It should be noted that while attempts were made to individualize the resting length values of the ACL in each model, the stiffness and damping values remained unchanged from their generic values [34]. This was due to a lack of knowledge about how these parameters vary between individuals and further difficulty in measuring these in vivo, but regardless reduced the subject-specificity of each model. These assumptions further contributed to what could be seen as a relatively simple model of ligament dynamics used here [35], particularly when compared to more complex models such as that described by Nasseri et al. [50]. However, the model developed by Stanev et al. [35] has the advantage of being easily incorporated into the open-source, user friendly opensim modeling environment, meaning it can be readily used in a range of studies to accurately predict ligament dynamics in multiple individuals, which this study succeeded in demonstrating.

Limitations.

While this study represents an initial and important insight into the necessity of detailed subject-specific modeling and kinematics in estimating knee ligament dynamics, a few limitations and assumptions inherent to musculoskeletal modeling hinder the clinical relevance of these findings.
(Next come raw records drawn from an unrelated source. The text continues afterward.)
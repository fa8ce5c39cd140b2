//! User provisioning tool.
//!
//! Creates a user that can authenticate against the sync endpoint. Runs
//! out-of-band from the server; there is no HTTP path for user creation.

use clap::Parser;
use tillsync::auth::Role;
use tillsync::storage::StorageBuilder;

/// Provision a tillsync user
#[derive(Parser, Debug)]
#[command(name = "add-user", version, about, long_about = None)]
struct Cli {
    /// Username to create
    username: String,

    /// Password (stored as a bcrypt hash)
    password: String,

    /// Role granted to the user (admin | staff)
    #[arg(long, default_value = "admin")]
    role: String,

    /// Database file path
    #[arg(long, default_value = "sales.db", env = "TILLSYNC_DB_PATH")]
    db: String,
}

#[tokio::main]
async fn main() -> Result<(), Box<dyn std::error::Error>> {
    tracing_subscriber::fmt()
        .with_env_filter(
            tracing_subscriber::EnvFilter::try_from_default_env()
                .unwrap_or_else(|_| "warn".into()),
        )
        .init();

    let cli = Cli::parse();
    let role: Role = cli
        .role
        .parse()
        .map_err(|_| format!("invalid role {:?} (expected admin or staff)", cli.role))?;

    let handles = StorageBuilder::new(&cli.db).pool_size(1).build().await?;
    handles.users.create(&cli.username, &cli.password, role).await?;
    handles.shutdown().await;

    println!("User '{}' added with role '{role}'", cli.username);
    Ok(())
}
As mentioned, in vivo measurements of knee ligament forces are impossible to obtain during dynamic activities such as walking. Therefore, while a good agreement in predicted ACL forces was seen in the SS models to previous musculoskeletal modeling studies, comparisons such as these do little to assess the true validity of the models or their outputs. But good matches between predicted knee joint loads in the SS models relative to in vivo data raised confidence in this modeling framework and in the model's functional predictions, and suggested that they were accurately replicating the dynamics of the knee joint complex. Of course, an exact match between knee joint forces predicted from models of young, healthy individuals and those measured from older individuals with knee joint replacements should not be expected, due to differences in age, gait kinematics and walking speed (1.5 m s−1 versus 1.1 m s−1). Therefore, the lack of in vivo data against which to truly compare predictions of ligament forces from musculoskeletal models make validation attempts difficult and may limit their immediate clinical applicability. However, it is possible that incorporating an improved ligament model into these musculoskeletal models, such as that described by Nasseri et al. [50], which was validated against cadaveric data obtained through a drop-landing task, could raise confidence in the force predictions generating using this subject-specific modeling framework.
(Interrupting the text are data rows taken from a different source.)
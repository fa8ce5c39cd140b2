//! User storage and credential verification.
//!
//! Users are provisioned out-of-band (the `add-user` binary); the server
//! only ever reads them to authorize the sync endpoint.

use crate::auth::{Identity, Role};
use crate::storage::db::Db;
use crate::storage::StorageError;

/// Storage facade for the users table.
#[derive(Clone)]
pub struct UserStore {
    db: Db,
}

impl std::fmt::Debug for UserStore {
    fn fmt(&self, f: &mut std::fmt::Formatter<'_>) -> std::fmt::Result {
        f.debug_struct("UserStore").finish_non_exhaustive()
    }
}

impl UserStore {
    /// Create a new user store.
    pub fn new(db: Db) -> Self {
        Self { db }
    }

    /// Insert a new user with a bcrypt-hashed password.
    ///
    /// Fails if the username is already taken.
    pub async fn create(
        &self,
        username: &str,
        password: &str,
        role: Role,
    ) -> Result<(), StorageError> {
        let hash = hash_password(password.to_owned()).await?;

        sqlx::query("INSERT INTO users (username, password_hash, role) VALUES (?, ?, ?)")
            .bind(username)
            .bind(hash)
            .bind(role.as_ref())
            .execute(self.db.inner())
            .await?;

        tracing::info!(username, role = %role, "User created");
        Ok(())
    }

    /// Verify a username/password pair.
    ///
    /// Returns `None` for an unknown user or a wrong password; `Some`
    /// carries the caller identity with its stored role. Unknown role text
    /// in the database is treated as non-admin.
    pub async fn authenticate(
        &self,
        username: &str,
        password: &str,
    ) -> Result<Option<Identity>, StorageError> {
        let row: Option<(String, String)> =
            sqlx::query_as("SELECT password_hash, role FROM users WHERE username = ?")
                .bind(username)
                .fetch_optional(self.db.inner())
                .await?;

        let Some((hash, role)) = row else {
            return Ok(None);
        };

        // bcrypt verification is CPU-bound; keep it off the async workers.
        let password = password.to_owned();
        let verified = tokio::task::spawn_blocking(move || bcrypt::verify(password, &hash))
            .await
            .map_err(|e| StorageError::Internal(format!("verify task failed: {e}")))?
            .map_err(|e| StorageError::Internal(format!("stored password hash rejected: {e}")))?;

        if !verified {
            return Ok(None);
        }

        Ok(Some(Identity {
            username: username.to_string(),
            role: role.parse().unwrap_or(Role::Staff),
        }))
    }
}

/// Hash a password with bcrypt on a blocking thread.
async fn hash_password(password: String) -> Result<String, StorageError> {
    tokio::task::spawn_blocking(move || bcrypt::hash(password, bcrypt::DEFAULT_COST))
        .await
        .map_err(|e| StorageError::Internal(format!("hash task failed: {e}")))?
        .map_err(|e| StorageError::Internal(format!("password hashing failed: {e}")))
}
Despite the high accuracy of the knee joints in each subject-specific model created here, with high-resolution musculoskeletal geometry, 6 deg of joint freedom and individualized joint centers of rotation based on anatomical landmarks, these centers of rotation were fixed throughout each walking gait cycle. There are questions regarding how this assumption affects the accuracy of predicted model outcomes, as van den Bogert et al. [51] showed that knee joint center of rotation moves and changes orientation substantially during gait, which could have a large effect on muscle and ligament moment arms. While implementing a moving center of knee joint rotation within the opensim subject-specific modeling framework presented here was out of the scope of this study, doing so could provide more realistic personalized predictions of muscle and ligament forces in future studies.
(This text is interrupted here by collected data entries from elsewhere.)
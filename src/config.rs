//! Configuration module for the tillsync application.
//!
//! Provides YAML-based configuration loading and validation for:
//! - Server settings (bind address, port)
//! - Database settings (file path, pool size)
//! - Auth settings (whether the sync endpoint requires an admin)

use serde::{Deserialize, Serialize};
use std::net::IpAddr;
use std::path::Path;
use thiserror::Error;

use crate::storage::DEFAULT_POOL_SIZE;

/// Configuration error types.
#[derive(Debug, Error)]
pub enum ConfigError {
    /// Failed to read configuration file.
    #[error("failed to read config file: {0}")]
    Io(#[from] std::io::Error),

    /// Failed to parse YAML configuration.
    #[error("failed to parse YAML config: {0}")]
    Parse(#[from] serde_yaml::Error),

    /// Configuration validation failed.
    #[error("config validation error: {0}")]
    Validation(String),
}

/// Top-level application configuration.
#[derive(Debug, Clone, Default, Serialize, Deserialize)]
pub struct AppConfig {
    /// Web server configuration.
    #[serde(default)]
    pub server: ServerConfig,

    /// Database configuration.
    #[serde(default)]
    pub database: DatabaseConfig,

    /// Authentication configuration.
    #[serde(default)]
    pub auth: AuthConfig,
}

/// Web server configuration.
#[derive(Debug, Clone, Serialize, Deserialize)]
#[serde(default)]
pub struct ServerConfig {
    /// Server bind address (default: "0.0.0.0").
    pub bind: String,

    /// Server port (default: 8080).
    pub port: u16,
}

impl Default for ServerConfig {
    fn default() -> Self {
        Self {
            bind: "0.0.0.0".to_string(),
            port: 8080,
        }
    }
}

/// Database configuration.
#[derive(Debug, Clone, Serialize, Deserialize)]
#[serde(default)]
pub struct DatabaseConfig {
    /// Database file path.
    pub path: String,

    /// Connection pool size (default: 4).
    pub pool_size: u32,
}

impl Default for DatabaseConfig {
    fn default() -> Self {
        Self {
            path: "sales.db".to_string(),
            pool_size: DEFAULT_POOL_SIZE,
        }
    }
}

/// Authentication configuration.
#[derive(Debug, Clone, Serialize, Deserialize)]
#[serde(default)]
pub struct AuthConfig {
    /// Require admin Basic credentials on the sync endpoint (default: true).
    pub require_admin: bool,
}

impl Default for AuthConfig {
    fn default() -> Self {
        Self {
            require_admin: true,
        }
    }
}

impl AppConfig {
    /// Load and validate configuration from a YAML file.
    pub fn load(path: impl AsRef<Path>) -> Result<Self, ConfigError> {
        let content = std::fs::read_to_string(path)?;
        let config: AppConfig = serde_yaml::from_str(&content)?;
        config.validate()?;
        Ok(config)
    }

    /// Validate the configuration.
    pub fn validate(&self) -> Result<(), ConfigError> {
        self.server.bind.parse::<IpAddr>().map_err(|_| {
            ConfigError::Validation(format!("invalid bind address: {:?}", self.server.bind))
        })?;
        if self.server.port == 0 {
            return Err(ConfigError::Validation("server port must not be 0".into()));
        }
        if self.database.path.trim().is_empty() {
            return Err(ConfigError::Validation(
                "database path must not be empty".into(),
            ));
        }
        if self.database.pool_size == 0 {
            return Err(ConfigError::Validation(
                "database pool_size must be at least 1".into(),
            ));
        }
        Ok(())
    }
}

#[cfg(test)]
mod tests {
    use super::*;
    use std::io::Write;

    #[test]
    fn test_full_config_parses() {
        let yaml = r#"
server:
  bind: "127.0.0.1"
  port: 9090
database:
  path: "data/sales.db"
  pool_size: 8
auth:
  require_admin: false
"#;
        let config: AppConfig = serde_yaml::from_str(yaml).unwrap();
        assert_eq!(config.server.bind, "127.0.0.1");
        assert_eq!(config.server.port, 9090);
        assert_eq!(config.database.path, "data/sales.db");
        assert_eq!(config.database.pool_size, 8);
        assert!(!config.auth.require_admin);
        config.validate().unwrap();
    }

    #[test]
    fn test_minimal_config_uses_defaults() {
        let config: AppConfig = serde_yaml::from_str("database:\n  path: here.db\n").unwrap();
        assert_eq!(config.server.bind, "0.0.0.0");
        assert_eq!(config.server.port, 8080);
        assert_eq!(config.database.pool_size, DEFAULT_POOL_SIZE);
        assert!(config.auth.require_admin);
    }

    #[test]
    fn test_invalid_bind_address() {
        let mut config = AppConfig::default();
        config.server.bind = "not-an-ip".to_string();
        assert!(matches!(
            config.validate(),
            Err(ConfigError::Validation(_))
        ));
    }

    #[test]
    fn test_zero_pool_size() {
        let mut config = AppConfig::default();
        config.database.pool_size = 0;
        assert!(config.validate().is_err());
    }

    #[test]
    fn test_load_from_file() {
        let mut file = tempfile::NamedTempFile::new().unwrap();
        writeln!(file, "server:\n  port: 8123").unwrap();

        let config = AppConfig::load(file.path()).unwrap();
        assert_eq!(config.server.port, 8123);
    }

    #[test]
    fn test_missing_file_is_an_error() {
        assert!(matches!(
            AppConfig::load("definitely/not/here.yaml"),
            Err(ConfigError::Io(_))
        ));
    }
}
Our study focused on level treadmill walking; however, investigating downhill running, cutting, or pivot maneuvers, which place more load on the ACL would be more relevant to predictions of postsurgical rehabilitation. Furthermore, given that the force from both ACL bundles seen here was homogenous, something also noted by Wu et al. [3] during walking, analyzing more demanding movements may give further insights into the dynamic differences between the aACL and pACL bundles. These two bundles have also been seen to wrap over each other during knee flexion–extension [52], however ligament wrapping was not included in this study. Ultrasound imaging of the ACL could also provide insights into how the two bundles interact during knee rotations and translations and may allow more accurate representations of this behavior in musculoskeletal models using wrapping surfaces.

Future Directions

Here, we establish an efficient framework for developing highly detailed subject-specific lower limb musculoskeletal models and simulations of knee ligament dynamics, which incorporate individualized musculoskeletal geometry, muscle architecture, and high precision knee joint kinematics from dynamic biplane radiographs.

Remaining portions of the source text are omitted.